All posts by mikeshumor

About mikeshumor

Michael May is the blogger of #mikeshumor. He is a Christ follower, husband, dad, XPastor, cyclist, cereal connoisseur, former Meridian Star paperboy. I would unfollow myself if I could. Roll Tide!

Humor – January 14

College student: “Hey, Dad! I’ve got some great news for you!”

Father: “Really?  What’s the good news?”

College student: “Remember that $500 you promised me if I made the Dean’s list?”

Father: “I certainly do.”

College student: “Well, you get to keep it.”

One Liner

Dear Lord, please keep your arm around my shoulder — and your hand over my mouth.

Humor – January 13

One of the pupils was the young son of the minister of that church, so she started the discussion by asking him, “Jerry, what does you father say when the family sits down to dinner?”

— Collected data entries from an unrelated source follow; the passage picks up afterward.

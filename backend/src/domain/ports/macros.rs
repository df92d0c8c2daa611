//! Defines helper macros for generating domain port error enums.
//!
//! Every driven port reports failures through a small enum whose variants
//! carry a message. The macro derives `thiserror::Error` and adds one
//! snake-case constructor per variant so adapters can write
//! `StaffDirectoryError::connection("pool closed")`.

macro_rules! define_port_error {
    (@ctor $variant:ident) => {
        ::paste::paste! {
            #[doc = concat!("Build the `", stringify!($variant), "` variant.")]
            #[must_use]
            pub const fn [<$variant:snake>]() -> Self {
                Self::$variant
            }
        }
    };

    (@ctor $variant:ident { $($field:ident : $ty:ty),* $(,)? }) => {
        define_port_error!(@ctor_impl $variant () () $( $field : $ty, )*);
    };

    (@ctor_impl $variant:ident ($($params:tt)*) ($($inits:tt)*) ) => {
        ::paste::paste! {
            #[doc = concat!("Build the `", stringify!($variant), "` variant.")]
            #[must_use]
            pub fn [<$variant:snake>]($($params)*) -> Self {
                Self::$variant { $($inits)* }
            }
        }
    };

    (@ctor_impl $variant:ident ($($params:tt)*) ($($inits:tt)*) $field:ident : $ty:ty, $($rest:tt)*) => {
        define_port_error!(
            @ctor_impl
            $variant
            ($($params)* $field: impl Into<$ty>,)
            ($($inits)* $field: $field.into(),)
            $($rest)*
        );
    };
    (
        $(#[$outer:meta])*
        pub enum $name:ident {
            $(
                $(#[$variant_meta:meta])*
                $variant:ident $( { $($field:ident : $ty:ty),* $(,)? } )? => $message:expr
            ),* $(,)?
        }
    ) => {
        $(#[$outer])*
        #[derive(Debug, Clone, PartialEq, Eq, thiserror::Error)]
        pub enum $name {
            $(
                $(#[$variant_meta])*
                #[error($message)]
                $variant $( {
                    $(
                        #[doc = concat!("`", stringify!($field), "` reported by the adapter.")]
                        $field : $ty
                    ),*
                } )?,
            )*
        }

        impl $name {
            $(
                define_port_error!(@ctor $variant $( { $($field : $ty),* } )?);
            )*
        }
    };
}

pub(crate) use define_port_error;

#[cfg(test)]
mod tests {
    //! Regression coverage for this module.
    define_port_error! {
        /// Error used to exercise the macro.
        pub enum LookupError {
            /// Backend offline.
            Offline => "lookup backend offline",
            /// Backend refused the query.
            Refused { message: String } => "lookup refused: {message}",
            /// Too many ids requested.
            TooMany { requested: usize, limit: usize } =>
                "requested {requested} ids, limit is {limit}",
        }
    }

    #[test]
    fn unit_variant_gets_constructor() {
        assert_eq!(LookupError::offline(), LookupError::Offline);
        assert_eq!(LookupError::offline().to_string(), "lookup backend offline");
    }

    #[test]
    fn constructors_accept_str_for_string_fields() {
        let err = LookupError::refused("bad id");
        assert_eq!(err.to_string(), "lookup refused: bad id");
    }

    #[test]
    fn constructors_support_several_fields() {
        let err = LookupError::too_many(12_usize, 10_usize);
        assert_eq!(err.to_string(), "requested 12 ids, limit is 10");
    }
}
//! Domain primitives, aggregates and services for the marketplace back office.
//!
//! Purpose: keep the rules that protect marketplace data (document check
//! digits, the location invariant between services and their staff, payment
//! aggregation) free of transport and storage concerns. Types are immutable
//! and document their invariants and serialisation contracts in Rustdoc.
//!
//! Public surface:
//! - `DomainError`: orchestration error payload shared by every service.
//! - `DocumentNumber`, `compute_check_digits`, `validate`, `generate`: CPF
//!   and CNPJ handling.
//! - `check_roster`, `RosterViolation`: the service staff location rule.
//! - `summarize`, `monthly_breakdown`, `build_report`: payment reporting.
//! - `ServiceRosterService`, `FinancialReportService`: driving-port
//!   implementations over the `ports` traits.

pub mod association;
pub mod document;
pub mod error;
pub mod financial_report_service;
pub mod ledger;
pub mod location;
pub mod payment;
pub mod ports;
pub mod service;
pub mod service_roster_service;
pub mod user;

pub use self::association::{RosterOffender, RosterViolation, StaffCandidate, check_roster};
pub use self::document::{
    CheckDigitContractError, DocumentKind, DocumentNumber, DocumentValidationError,
    compute_check_digits, generate, generate_with, validate,
};
pub use self::error::{DomainError, ErrorCode, DomainErrorValidationError};
pub use self::financial_report_service::FinancialReportService;
pub use self::ledger::{
    BucketTimezone, BucketTimezoneError, FinancialReport, FinancialReportSummary, LedgerError,
    MonthKey, MonthKeyError, MonthlyBucket, MonthlyData, build_report, monthly_breakdown,
    summarize,
};
pub use self::location::{Location, LocationId, LocationValidationError};
pub use self::payment::{MinorUnits, Payment, PaymentId, PaymentStatus, PaymentValidationError};
pub use self::service::{
    SERVICE_NAME_MAX, Service, ServiceDraft, ServiceId, ServiceValidationError,
};
pub use self::service_roster_service::ServiceRosterService;
pub use self::user::{USER_NAME_MAX, User, UserId, UserName, UserRole, UserValidationError};

/// Convenient orchestration result alias.
///
/// # Examples
/// ```
/// use backoffice::domain::{DomainResult, DomainError};
///
/// fn lookup() -> DomainResult<()> {
///     Err(DomainError::not_found("no such service"))
/// }
///
/// assert!(lookup().is_err());
/// ```
pub type DomainResult<T> = Result<T, DomainError>;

Jerry answered, “Dad says ‘Go easy on the butter, kids – it’s three bucks a pound!'”

One Liner

Hold on while I overthink this.

Humor – January 12

A woman rushes to see her doctor, looking very much worried and all strung out.

She rattles off, “Doctor, take a look at me. When I woke up this morning, I looked at myself in the mirror and saw my hair all wiry and frazzled up, my skin was all wrinkled and pasty, my eyes were blood-shot and bugging out, and I had this corpse-like look on my face! What’s wrong with me, Doctor?”

The doctor looks her over for a couple of minutes, then calmly says,

“Well, I can tell you one thing . . . there’s nothing wrong with your eyesight!”

One Liner

If your outgo exceeds your income, then your upkeep will be your downfall.

Humor – January 11

An airhead driving a car became lost in a snowstorm. The airhead remembered what had said: “If you ever get stuck in a snowstorm, just wait for a snow plow to come by and follow it.” 

Sure enough, pretty soon a snow plow came by, and started to follow it, for about forty-five minutes. 

Finally the driver of the truck got out and asked what happened. The airhead explained what Dad said. 

The driver nodded and said, “Well, I’m done with the Walmart parking lot. Do you want to follow me over to Best Buy now?”

One Liner

I don’t always go the extra mile, but when I do it’s because I missed my exit.

Humor – January 10

Here’s hoping there is no one like this at your workplace.

Faced with hard times, the company offered a bonus of one thousand dollars to any employee who could come up with a way of saving money.

The bonus went to a young woman in accounting who suggested limiting future bonuses to ten dollars.

One Liner

Well, this day was a total waste of make-up!

Humor – January 7

There once was a rich man who was near death. He was very grieved because he had worked so hard for his money and he wanted to be able to take it with him to heaven. So he began to pray that he might be able to take some of his wealth with him.

An angel hears his plea and appears to him, “Sorry, but you can’t take your wealth with you.”

The man implores the angel to speak to God to see if He might bend the rules.

The man continues to pray that his wealth could follow him. The angel reappears and informs the man that God has decided to allow him to take one suitcase with him. Overjoyed, the man gathers his largest suitcase and fills it with pure gold bars and places it beside his bed.

Soon afterward the man dies and shows up at the Gates of Heaven to greet St. Peter. Seeing the suitcase Peter says, “Hold on, you can’t bring that in here!”

But the man explains to him that he has permission and asks him to verify his story with the Lord. Sure enough,. Peter checks and comes back saying, “You’re right. You are allowed one carry-on bag, but I’m supposed to check its contents before letting it through.”

Peter opens the suitcase to inspect the worldly items that the man found too precious to leave behind and exclaims, “You brought pavement?!?!” 

One Liner

The advantage of exercising every day is that you die healthier.